Therein lies this book's central conundrum; it is an obsessive,

occasionally ranting work; allowances for its writer's age

notwithstanding, it is not a Shetlander's book; it is by a

Shetlandophile, a collector of experiences, yet an emotionally involved

one (''I was completely obsessed with anything to do with Shetland'')

whose trainspotter-like devotion to noting down the minutiae of every

visit, the timings of ancient steamers, the make and model of outboard

motors used in the past, signifies an enthusiasm which becomes in the

end wearying.

An entire page is given over to a dissection of the name Donaldson and

an attempt to give it Norse roots, rather than cave in to ''daft

Celtomaniacs who want to claim me as a member of the Clan Donald''; this

is followed by an illustrated, six-generation family tree showing that

Professor Donaldson and former Chancellor of the Exchequer Norman Lamont

-- born in Lerwick of a Shetland mother and southern surgeon father --

share a third cousin, and the lofty announcement that ''I count myself

fortunate that I have no personal relationship with a man who, by

mispronouncing his name, tries to efface his northern ancestry and turns

good Norwegian into bad French.''

One wonders whether a little jealousy of Lamont's much more direct --

and openly acknowledged -- relationship with Shetland and Shetlanders

may have crept in here.

In fact ''daft Celtomaniac'' concerns with transatlantic Gaels' ''the

blood is strong'' ancestral research seems somewhat similar to Professor

Donaldson's determination to prove himself a Norseman and Shetland a

throroughly Scandinavian place. With place names and physical

characteristics wielded in a rather disturbingly cavalier, if not

Viking, manner, Shetland's Scottishness is bypassed in the single-minded

search for Norsemanship.

The book is strong on personal reminiscence and gives a good flavour

of crofting life, particularly on the island of Yell in the 1940s. But

Donaldson's dry detailing of long and frequently tedious boating trips

dwells too much on his own achievements (''I must surely have looked a

competent sort of chap'') and his evident love affair with the little

Shetland Model he had built in 1933 is tempered for the reader by a

truly bizarre attention to what he spent on it.

In six years of ownership he calculates a mileage of 900 (''about two

thirds with the outboard and a third with oars''), and thanks to keeping

''precise notes of expenditure of every kind'', including petrol, an

overall cost of #28 5s 1d, after taking into account the sale of boat

and motor for #14 10s and ''an unexplained discrepancy'' of 2s 2p.

Perhaps this is what makes a good historian of a man.

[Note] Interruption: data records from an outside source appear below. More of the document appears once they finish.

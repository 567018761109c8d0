//! LocationIQ geocoding backend
//!
//! Speaks the Nominatim-compatible `reverse.php` / `search.php` endpoints.
//! API documentation: https://docs.locationiq.com/reference

use crate::config::Config;
use crate::constants::api::USER_AGENT;
use crate::coord::Coordinate;
use crate::error::{Error, LookupError, Result};
use crate::geo::{Address, Geocoder, LookupResult, PlaceSuggestion};
use reqwest::StatusCode;
use serde::Deserialize;
use std::time::Duration;
use tracing::debug;

/// LocationIQ geocoding backend
#[derive(Debug, Clone)]
pub struct LocationIqBackend {
    client: reqwest::Client,
    base_url: String,
    api_key: String,
}

/// Reverse response: `address` on success, `error` when the service
/// could not place the coordinate
#[derive(Debug, Deserialize)]
struct ReverseBody {
    address: Option<Address>,
    error: Option<String>,
}

/// Search response item
#[derive(Debug, Deserialize)]
struct SearchEntry {
    display_name: String,
    lat: String,
    lon: String,
    #[serde(rename = "type", default)]
    place_type: String,
}

#[derive(Debug, Deserialize)]
struct ErrorBody {
    error: String,
}

impl LocationIqBackend {
    /// Create a backend for the given endpoint and key
    pub fn new(base_url: &str, api_key: &str, timeout: Duration) -> Result<Self> {
        let client = reqwest::Client::builder()
            .user_agent(USER_AGENT)
            .timeout(timeout)
            .build()
            .map_err(|e| Error::Config(format!("Failed to build HTTP client: {}", e)))?;

        Ok(Self {
            client,
            base_url: base_url.trim_end_matches('/').to_string(),
            api_key: api_key.to_string(),
        })
    }

    /// Create a backend from the `[geocoder]` config section
    ///
    /// Fails when no API key is configured.
    pub fn from_config(config: &Config) -> Result<Self> {
        let api_key = config.api_key().ok_or_else(|| {
            Error::Config(
                "No geocoder API key configured; set geocoder.api_key or LOCATIONIQ_API_KEY"
                    .to_string(),
            )
        })?;

        Self::new(
            &config.geocoder.base_url,
            &api_key,
            Duration::from_secs(config.geocoder.timeout_secs),
        )
    }

    /// Base URL requests are sent to
    pub fn base_url(&self) -> &str {
        &self.base_url
    }

    fn reverse_url(&self, at: Coordinate) -> String {
        format!(
            "{}/reverse.php?key={}&lat={}&lon={}&format=json",
            self.base_url,
            urlencoding::encode(&self.api_key),
            at.latitude,
            at.longitude
        )
    }

    fn search_url(&self, query: &str) -> String {
        format!(
            "{}/search.php?key={}&q={}&format=json",
            self.base_url,
            urlencoding::encode(&self.api_key),
            urlencoding::encode(query)
        )
    }

    /// Parse lat/lon strings to f64
    fn parse_coords(lat: &str, lon: &str) -> LookupResult<(f64, f64)> {
        let lat: f64 = lat.parse().map_err(|_| {
            LookupError::MalformedResponse(format!("Invalid latitude: {}", lat))
        })?;
        let lon: f64 = lon.parse().map_err(|_| {
            LookupError::MalformedResponse(format!("Invalid longitude: {}", lon))
        })?;
        Ok((lat, lon))
    }

    /// Map a non-success response onto a lookup error, preferring the
    /// service's own message when it sent one
    fn error_for(status: StatusCode, body: &str) -> LookupError {
        match serde_json::from_str::<ErrorBody>(body) {
            Ok(err) => LookupError::Service(err.error),
            Err(_) => LookupError::Status(status.as_u16()),
        }
    }

    fn parse_reverse(body: &str) -> LookupResult<Address> {
        let parsed: ReverseBody = serde_json::from_str(body).map_err(|e| {
            LookupError::MalformedResponse(format!("Failed to parse reverse response: {}", e))
        })?;

        if let Some(message) = parsed.error {
            return Err(LookupError::Service(message));
        }

        parsed.address.ok_or_else(|| {
            LookupError::MalformedResponse("reverse response has no address".to_string())
        })
    }

    fn parse_search(body: &str) -> LookupResult<Vec<PlaceSuggestion>> {
        let entries: Vec<SearchEntry> = match serde_json::from_str(body) {
            Ok(entries) => entries,
            Err(e) => {
                if let Ok(err) = serde_json::from_str::<ErrorBody>(body) {
                    return Err(LookupError::Service(err.error));
                }
                return Err(LookupError::MalformedResponse(format!(
                    "Failed to parse search response: {}",
                    e
                )));
            }
        };

        entries
            .into_iter()
            .map(|entry| {
                let (latitude, longitude) = Self::parse_coords(&entry.lat, &entry.lon)?;
                Ok(PlaceSuggestion {
                    display_name: entry.display_name,
                    latitude,
                    longitude,
                    place_type: entry.place_type,
                })
            })
            .collect()
    }
}

impl Geocoder for LocationIqBackend {
    async fn reverse(&self, at: Coordinate) -> LookupResult<Address> {
        debug!(lat = at.latitude, lng = at.longitude, "reverse geocoding");

        let response = self.client.get(self.reverse_url(at)).send().await?;
        let status = response.status();
        let body = response.text().await?;

        if !status.is_success() {
            return Err(Self::error_for(status, &body));
        }

        Self::parse_reverse(&body)
    }

    async fn search(&self, query: &str) -> LookupResult<Vec<PlaceSuggestion>> {
        debug!(query, "searching places");

        let response = self.client.get(self.search_url(query)).send().await?;
        let status = response.status();
        let body = response.text().await?;

        // LocationIQ answers 404 when nothing matches
        if status == StatusCode::NOT_FOUND {
            return Ok(Vec::new());
        }
        if !status.is_success() {
            return Err(Self::error_for(status, &body));
        }

        Self::parse_search(&body)
    }
}

#[cfg(test)]
mod tests {
    use super::*;
    use crate::test_support::spawn_fake_locationiq;
    use approx::assert_relative_eq;

    fn backend_for(base_url: &str) -> LocationIqBackend {
        LocationIqBackend::new(base_url, "test key", Duration::from_secs(5)).unwrap()
    }

    #[test]
    fn test_parse_coords() {
        let (lat, lon) = LocationIqBackend::parse_coords("48.85", "2.35").unwrap();
        assert_relative_eq!(lat, 48.85);
        assert_relative_eq!(lon, 2.35);
    }

    #[test]
    fn test_parse_coords_invalid() {
        assert!(LocationIqBackend::parse_coords("invalid", "0").is_err());
        assert!(LocationIqBackend::parse_coords("0", "invalid").is_err());
    }

    #[test]
    fn test_urls() {
        let backend = backend_for("https://example.test/v1/");
        assert_eq!(
            backend.reverse_url(Coordinate::new(10.0, 20.5)),
            "https://example.test/v1/reverse.php?key=test%20key&lat=10&lon=20.5&format=json"
        );
        assert_eq!(
            backend.search_url("São Paulo & co"),
            "https://example.test/v1/search.php?key=test%20key&q=S%C3%A3o%20Paulo%20%26%20co&format=json"
        );
    }

    #[test]
    fn test_parse_reverse_missing_postcode() {
        let address =
            LocationIqBackend::parse_reverse(r#"{"address": {"city": "Lyon", "country": "France"}}"#)
                .unwrap();
        assert_eq!(address.city.as_deref(), Some("Lyon"));
        assert!(address.postcode.is_none());
    }

    #[test]
    fn test_parse_reverse_errors() {
        assert!(matches!(
            LocationIqBackend::parse_reverse(r#"{"display_name": "x"}"#),
            Err(LookupError::MalformedResponse(_))
        ));
        assert!(matches!(
            LocationIqBackend::parse_reverse(r#"{"error": "Unable to geocode"}"#),
            Err(LookupError::Service(msg)) if msg == "Unable to geocode"
        ));
        assert!(matches!(
            LocationIqBackend::parse_reverse("not json"),
            Err(LookupError::MalformedResponse(_))
        ));
    }

    #[test]
    fn test_parse_search_keeps_service_order() {
        let places = LocationIqBackend::parse_search(
            r#"[{"display_name": "B", "lat": "1", "lon": "2", "type": "town"},
                {"display_name": "A", "lat": "3", "lon": "4"}]"#,
        )
        .unwrap();

        assert_eq!(places.len(), 2);
        assert_eq!(places[0].display_name, "B");
        assert_eq!(places[1].display_name, "A");
        assert_eq!(places[1].place_type, "");
    }

    #[test]
    fn test_from_config_requires_key() {
        let mut config = Config::default();
        if config.api_key().is_none() {
            assert!(LocationIqBackend::from_config(&config).is_err());
        }
        config.geocoder.api_key = "pk.abc".to_string();
        assert!(LocationIqBackend::from_config(&config).is_ok());
    }

    #[tokio::test]
    async fn test_reverse_over_http() {
        let fake = spawn_fake_locationiq().await;
        let backend = backend_for(&fake.base_url);

        let address = backend.reverse(Coordinate::new(48.85, 2.35)).await.unwrap();
        assert_eq!(address.city.as_deref(), Some("Paris"));
        assert_eq!(address.postcode.as_deref(), Some("75004"));

        let requests = fake.requests();
        assert_eq!(requests.len(), 1);
        assert_eq!(
            requests[0],
            "/reverse.php?key=test%20key&lat=48.85&lon=2.35&format=json"
        );
    }

    #[tokio::test]
    async fn test_reverse_service_error() {
        let fake = spawn_fake_locationiq().await;
        let backend = backend_for(&fake.base_url);

        let err = backend.reverse(Coordinate::new(0.0, 0.0)).await.unwrap_err();
        assert_eq!(err, LookupError::Service("Unable to geocode".to_string()));

        let err = backend.reverse(Coordinate::new(1.0, 0.0)).await.unwrap_err();
        assert!(matches!(err, LookupError::MalformedResponse(_)));
    }

    #[tokio::test]
    async fn test_search_over_http() {
        let fake = spawn_fake_locationiq().await;
        let backend = backend_for(&fake.base_url);

        let places = backend.search("Paris").await.unwrap();
        assert_eq!(places.len(), 2);
        assert_eq!(places[0].display_name, "Paris, France");
        assert_relative_eq!(places[0].latitude, 48.85);
        assert_relative_eq!(places[1].longitude, -95.55);

        assert!(backend.search("nowhere").await.unwrap().is_empty());
        assert!(matches!(
            backend.search("broken").await,
            Err(LookupError::MalformedResponse(_))
        ));
    }

    #[tokio::test]
    async fn test_unreachable_service() {
        // Bind then drop to get a port nobody listens on
        let listener = std::net::TcpListener::bind("127.0.0.1:0").unwrap();
        let addr = listener.local_addr().unwrap();
        drop(listener);

        let backend = backend_for(&format!("http://{}", addr));
        let err = backend.search("Paris").await.unwrap_err();
        assert!(matches!(err, LookupError::Network(_)));
    }
}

There are sideswipes at the revolting youth of today's Lerwick and

grumpy comments about the scars left on Shetland's landscape by

quarrying and road improvements. But nowhere is the question most

prominent in the reader's mind answered: if he loved the place so much,

why didn't he settle there, or at least buy a house where he could spend

the summers, instead of these continual flying (though always seaborne)

visits?

Perhaps the answer is all too simple: Gordon Donaldson's Shetland

isn't real. It is a fantasy world of childhood, where everyone is a

Viking at heart and in ancestry and the backbreaking travails of

crofting without proper roads, ferries, electricity, or running water

inculcated a purity of spirit lost to this oil-rich, accessible island

age. Gordon Donaldson's isles were never his home, and perhaps he knew

that if they had been, he would have been unable to celebrate them and

himself in as partial away as he does in the book.

There is no seasickness in Donaldson's travels to and from Shetland, a

matter in which he takes great pride. ''The approach to Shetland by sea

is something that never palls,'' he writes. All I can say, as a

non-Shetlander resident in these frequently infuriating islands, is that

the sea voyage from Aberdeen more often than not appals.